Chronic active Epstein-Barr virus (EBV) disease (CAEBV) is defined as a severe, progressive lymphoproliferative disorder associated with active EBV infection persisting longer than 6 months and developing in patients without recognised immunodeficiency. Rarely, interstitial pneumonitis (IP) occurs as a serious complication in CAEBV patients. The standard therapeutic regimen for IP in CAEBV has not yet been defined. Although interferon alpha (IFN-alpha) is known to suppress viral DNA replication by affecting its basal promoter activation process, it is rarely used in CAEBV patients.

Case presentation

A 22-year-old Caucasian woman, diagnosed with CAEBV 1.5 years earlier, was admitted to the Immunology Clinic due to a 4-week history of productive cough, fever and general weakness.

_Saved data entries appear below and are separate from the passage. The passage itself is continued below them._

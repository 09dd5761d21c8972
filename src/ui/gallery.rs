use iced::widget::image::Handle;
use iced::widget::{button, column, container, row, scrollable, text, Image};
use iced::{Alignment, Element, Length, Theme};
use iced_aw::Wrap;
use std::collections::BTreeMap;

use crate::grid::Filter;
use crate::state::Slot;
use crate::viewer::{Bucket, Showcase, NO_IMAGE, NO_NAME, UNAVAILABLE_HINT, UNAVAILABLE_TITLE};

const CARD_IMAGE_SIZE: f32 = 220.0;

/// Render the viewer: category tabs above the selected section, or every
/// section stacked when the showcase is not tabbed
///
/// `thumbnails` maps product ids to decoded images.
pub fn view<'a>(showcase: &'a Showcase, thumbnails: &'a BTreeMap<usize, Handle>) -> Element<'a, Filter> {
    let Some(selected) = showcase.selected() else {
        return unavailable();
    };

    if !showcase.is_tabbed() {
        let sections = showcase
            .buckets()
            .iter()
            .fold(column![].spacing(28), |sections, bucket| {
                sections.push(section(bucket, thumbnails))
            });

        return column![
            text("제품 카탈로그").size(32),
            scrollable(sections).height(Length::Fill),
        ]
        .spacing(16)
        .padding(24)
        .into();
    }

    let tabs = showcase.buckets().iter().fold(row![].spacing(8), |tabs, bucket| {
        let style: fn(&Theme, button::Status) -> button::Style = if bucket.filter == selected.filter {
            button::primary
        } else {
            button::secondary
        };
        tabs.push(button(text(bucket.title())).style(style).on_press(bucket.filter))
    });

    column![
        text("제품 카탈로그").size(32),
        tabs,
        scrollable(section(selected, thumbnails)).height(Length::Fill),
    ]
    .spacing(16)
    .padding(24)
    .into()
}

/// A titled grid of product cards
fn section<'a>(bucket: &'a Bucket, thumbnails: &'a BTreeMap<usize, Handle>) -> Element<'a, Filter> {
    let cards: Vec<Element<'a, Filter>> = bucket
        .products
        .iter()
        .map(|product| product_card(product, thumbnails.get(&product.id)))
        .collect();

    column![text(bucket.title()).size(24), Wrap::with_elements(cards)]
        .spacing(12)
        .into()
}

fn product_card<'a>(product: &'a Slot, thumbnail: Option<&Handle>) -> Element<'a, Filter> {
    let picture: Element<'a, Filter> = match thumbnail {
        Some(handle) => Image::new(handle.clone())
            .width(Length::Fixed(CARD_IMAGE_SIZE))
            .height(Length::Fixed(CARD_IMAGE_SIZE))
            .into(),
        None => text(NO_IMAGE).into(),
    };

    let name = if product.name.trim().is_empty() {
        NO_NAME
    } else {
        product.name.as_str()
    };

    container(
        column![
            container(picture)
                .center_x(Length::Fixed(CARD_IMAGE_SIZE))
                .center_y(Length::Fixed(CARD_IMAGE_SIZE)),
            text(name).size(16),
        ]
        .spacing(8)
        .align_x(Alignment::Center),
    )
    .padding(10)
    .style(container::rounded_box)
    .into()
}

/// Fixed message shown when there is no catalog to display
fn unavailable<'a>() -> Element<'a, Filter> {
    container(
        column![
            text(UNAVAILABLE_TITLE).size(28),
            text(UNAVAILABLE_HINT).size(16),
        ]
        .spacing(10)
        .align_x(Alignment::Center),
    )
    .center_x(Length::Fill)
    .center_y(Length::Fill)
    .into()
}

Cultures of blood, urine and sputum were negative, but EBV DNA copies were found in the sputum, whole blood, isolated peripheral blood lymphocytes as well as in the blood plasma. Cytokine assessment in peripheral blood revealed the lack of IFN-alpha synthesis. Disseminated maculate infiltrative areas in both lungs were observed on a computed tomography (CT) chest scan. The patient was not qualified for the allogeneic hematopoietic stem cell transplantation (allo-HSCT) due to the risk of immunosuppression-related complications of infectious IP. Inhaled (1.5 million units 3 times a day) and subcutaneous (6 million units 3 times a week) IFN-alpha was implemented. To the best of our knowledge, this was the first documented use of inhaled IFN-alpha in a patient with CAEBV and concomitant IP. Patient’s status has improved, and she was eventually qualified to allo-HSCT with reduced conditioning. Currently, the patient feels well, no EBV was detected and further regression of pulmonary changes was documented.

Conclusions

CAEBV should be considered in patients who present with interstitial lung infiltration and involvement of other organs. Although more promising results have been obtained with allo-HSCT, inhaled IFN-alpha may also be a therapeutic option in patients with CAEBV and a concomitant IP.

Keywords

  • Chronic active Epstein-Barr virus disease
  • Epstein-Barr virus
  • Interferon alpha
  • Interstitial pneumonitis

Background

Detection of Epstein-Barr virus (EBV) infection, acute or chronic, may be an important finding during differential diagnosis of autoimmune systemic disorders. Primary EBV infection manifests clinically as mononucleosis, a self-limiting disease lasting no longer than 2-3 weeks [1, 2]. Chronic active Epstein-Barr virus disease (CAEBV) is defined as a severe, progressive lymphoproliferative disorder associated with active EBV infection persisting longer than 6 months and developing in patients without recognised immunodeficiency [3]. This life-threatening condition is characterised by markedly elevated levels of antibodies against EBV or EBV deoxyribonucleic acid (DNA) in the blood and EBV ribonucleic acid (RNA) or protein in lymphocytes in tissues. Most patients present with fever, hepatic dysfunction, splenomegaly, lymphadenopathy, and thrombocytopenia. Other features, found in more than 10% of patients, include hepatomegaly, anaemia, rash, oral ulcers, haemophagocytic syndrome, coronary artery aneurysms, liver failure and lymphoma. Rarely, interstitial pneumonitis (IP) occurs as a serious complication of CAEBV [46]. Standard therapeutic regimen for CAEBV-associated IP has not yet been defined. Although interferon alpha (IFN-alpha) is known to suppress viral DNA replication by affecting its basal promoter activation process, it is rarely used in patients with this condition. We present the case of a 22-year-old woman with CAEBV and IP, who due to treatment with IFN-alpha, could be eventually qualified for a successful allo-HSCT procedure.

Case presentation

A 22-year-old Caucasian woman, diagnosed with CAEBV 1.5 years earlier, was admitted to the Immunology Clinic due to a 4-week history of productive cough, fever and general weakness. Previously, the patient had been receiving antibiotics for a month in an outpatient setting, but no significant improvement was observed [7].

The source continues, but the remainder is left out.